OAS Electoral Oversight Mission in Colombia Issues Observations

  June 21, 2010

The Secretary General of the Organization of American States (OAS), José Miguel Insulza, sent his greetings to the government of President Álvaro Uribe, President-Elect Juan Manuel Santos and to the Colombian people after yesterday’s Electoral Day. The top representative of the OAS called Santos to wish him success in his future labor as head of the country. Furthermore, he lamented the deaths of uniformed officers and civilians in incidents that were not directly related to the elections.

The OAS had deployed a Mission of Electoral Oversight integrated by 81 international observers from 23 countries of the Americas and Europe. The Mission arrived in the country on February 20th with the objective of following the legislative elections in March and the presidential elections of May 30, including this second round of presidential elections.

During the various stages of the process, a mobile team covered 30 of the 32 departments in the country. The Chief of Mission, Enrique Correa, held meetings with electoral and governmental authorities, and with leaders of the various political and security forces. He also visited the departments of Atlántico, Antioquia, Cundinamarca, Nariño and Valle del Cauca.

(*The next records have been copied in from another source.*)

use std::str::FromStr;
use std::time::Duration;

use crate::types::climb::DetectionConfig;

#[derive(Debug, Clone)]
pub struct Config {
    pub port: u16,
    pub max_body_size: usize,
    pub cache_ttl: Duration,
    pub max_profile_points: usize,
    /// Server-wide detection defaults; requests may override individual fields.
    pub detection: DetectionConfig,
}

impl Config {
    pub fn from_env() -> Self {
        let port = env_or("PORT", 3000);
        let max_body_size_mb: usize = env_or("MAX_BODY_SIZE_MB", 10);
        let cache_ttl_seconds = env_or("CACHE_TTL_SECONDS", 3600);
        let max_profile_points = env_or("MAX_PROFILE_POINTS", 1000);

        let defaults = DetectionConfig::default();
        let detection = DetectionConfig {
            min_gradient: env_or("CLIMB_MIN_GRADIENT", defaults.min_gradient),
            min_length_m: env_or("CLIMB_MIN_LENGTH_M", defaults.min_length_m),
            smoothing_window: env_or("CLIMB_SMOOTHING_WINDOW", defaults.smoothing_window),
            merge_gap_m: env_or("CLIMB_MERGE_GAP_M", defaults.merge_gap_m),
            lookahead_distance_m: env_or("CLIMB_LOOKAHEAD_M", defaults.lookahead_distance_m),
            final_min_gradient: env_or("CLIMB_FINAL_MIN_GRADIENT", defaults.final_min_gradient),
            ..defaults
        };

        let detection = match detection.validate() {
            Ok(()) => detection,
            Err(e) => {
                tracing::warn!("Ignoring climb detection overrides: {}", e);
                DetectionConfig::default()
            }
        };

        Self {
            port,
            max_body_size: max_body_size_mb * 1024 * 1024,
            cache_ttl: Duration::from_secs(cache_ttl_seconds),
            max_profile_points,
            detection,
        }
    }
}

fn env_or<T: FromStr>(key: &str, default: T) -> T {
    std::env::var(key)
        .ok()
        .and_then(|s| s.parse().ok())
        .unwrap_or(default)
}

On the day of the second round of presidential elections, international observers traveled to 125 municipalities to report on the progress of the voting. Furthermore, the Mission’s technicians were present at the preliminary information consolidation center of the National Registry of Civil Status.

Electoral Process

The OAS Mission of Electoral Oversight wishes to highlight that the electoral process, which began with the legislative elections, was successfully conducted, and is considered an achievement by the Colombian government and people. Nevertheless, the Mission wishes to recall some aspects mentioned in the previous elections and make medium- and long-term recommendations to help improve the electoral processes in Colombia.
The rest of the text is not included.